We’ll note that last Monday, 20 August 2018, the First Lady, again with a pussy bow, publicly chided cyberbullies at the same time that her husband ranted and raged on Twitter, likening Robert Mueller to Joseph Mccarthy and demonstrating a grasp of history commensurate with his grip on civility.
We’ll admire the wickedness of her announcement, just hours later, that she’d be making a solo trip — her farthest and flashiest yet as an official ambassador — to Africa, whose nations the president can’t pronounce, let alone respect. She didn’t choose that destination randomly, throwing a dart at a map. She chose it defiantly, throwing shade at her husband.
Surely Melania Trump is getting under his skin. Certainly she’s making the effort. If she would just turn these fitful baby steps into fulllength strides, she might finally undo him and set us free. Melania the Savior. A pussy-bow coup. Stranger things have happened. Less exhilarating fantasies have been born.

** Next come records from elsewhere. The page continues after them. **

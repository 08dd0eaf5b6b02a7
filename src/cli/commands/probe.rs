//! Probe command implementation.
//!
//! The `toolprobe probe` command checks configured tools on the target
//! machine and reports where each one lives.

use crate::cli::args::ProbeArgs;
use crate::config::{load_config, ProbeConfig};
use crate::error::{Result, ToolprobeError};
use crate::probe::{ProbeReport, Prober};
use crate::ui::UserInterface;

use super::dispatcher::{Command, CommandResult, ProjectContext, EXIT_NO_CONFIG};
use super::report::{show_result, to_json};

/// The probe command implementation.
pub struct ProbeCommand {
    context: ProjectContext,
    args: ProbeArgs,
}

impl ProbeCommand {
    /// Create a new probe command.
    pub fn new(context: ProjectContext, args: ProbeArgs) -> Self {
        Self { context, args }
    }

    /// Get the command arguments.
    pub fn args(&self) -> &ProbeArgs {
        &self.args
    }

    /// Names of the tools to probe, in report order.
    fn selected_tools(&self, config: &ProbeConfig) -> Vec<String> {
        if self.args.tools.is_empty() {
            config.tools.keys().cloned().collect()
        } else {
            self.args.tools.clone()
        }
    }

    /// Probe every selected tool, collecting each outcome.
    pub fn run_probes(&self, config: &ProbeConfig) -> Vec<(String, Result<ProbeReport>)> {
        let machine = self.context.machine(&config.target);
        let prober = Prober::new(machine.as_ref());

        self.selected_tools(config)
            .into_iter()
            .map(|name| {
                let result = config
                    .tool(&name)
                    .and_then(|tool| tool.to_request(&name))
                    .and_then(|request| prober.probe(&request));
                (name, result)
            })
            .collect()
    }
}

impl Command for ProbeCommand {
    fn execute(&self, ui: &mut dyn UserInterface) -> Result<CommandResult> {
        let config = match load_config(
            &self.context.project_root,
            self.context.config_override.as_deref(),
        ) {
            Ok(c) => c,
            Err(ToolprobeError::ConfigNotFound { path }) => {
                ui.error(&format!("No configuration found at {}", path.display()));
                return Ok(CommandResult::failure(EXIT_NO_CONFIG));
            }
            Err(e) => return Err(e),
        };

        if config.tools.is_empty() && self.args.tools.is_empty() {
            if !self.args.json {
                ui.warning("No tools configured");
            } else {
                ui.message("[]");
            }
            return Ok(CommandResult::success());
        }

        if !self.args.json {
            let count = self.selected_tools(&config).len();
            let label = if count == 1 { "tool" } else { "tools" };
            ui.show_header(&format!("Probing {} {}", count, label));
        }

        let results = self.run_probes(&config);
        let failed = results.iter().filter(|(_, r)| r.is_err()).count();

        if self.args.json {
            ui.message(&to_json(&results)?);
        } else {
            for (tool, result) in &results {
                show_result(ui, tool, result);
            }
            if failed == 0 {
                ui.message(&format!("All {} passed", results.len()));
            } else {
                ui.message(&format!("{} of {} failed", failed, results.len()));
            }
        }

        if failed == 0 {
            Ok(CommandResult::success())
        } else {
            Ok(CommandResult::failure(1))
        }
    }
}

And is it really so far-fetched? To judge by his tweets, tantrums and apparent belief that Rudy Giuliani is an appropriate advocate, Donald Trump teeters at the precipice of incoherence and self-destruction, needing only a shove. Who best to administer it but a spouse with her own, separate bedroom in the White House and her own, separate hotel suite when they travel?
She inches ever closer to open contempt for him. She finds increasingly clever ways to show it. And it’s a perfect wedding of patriotism and payback for all the humiliations that he has heaped on her.
This first-lady thing clearly flummoxed her at first. It’s a ludicrous job. You’re supposed to make a difference without making waves, find a passion while veiling your convictions and smile blithely through a ceaseless forensic examination of your every accessory.
It’s infantilising. It’s objectifying. If a presidential administration were a sedan, the first lady would be its hood ornament. If it were a manse, she’d be the topiary bracketing the front stoop.
Usually Melania Trump was absent topiary. America had a denuded front stoop. And we made hasty assumptions. When she initially announced her cyberbullying campaign in a speech in November 2016, we thought that she was out to lunch. Did she not see the contradiction?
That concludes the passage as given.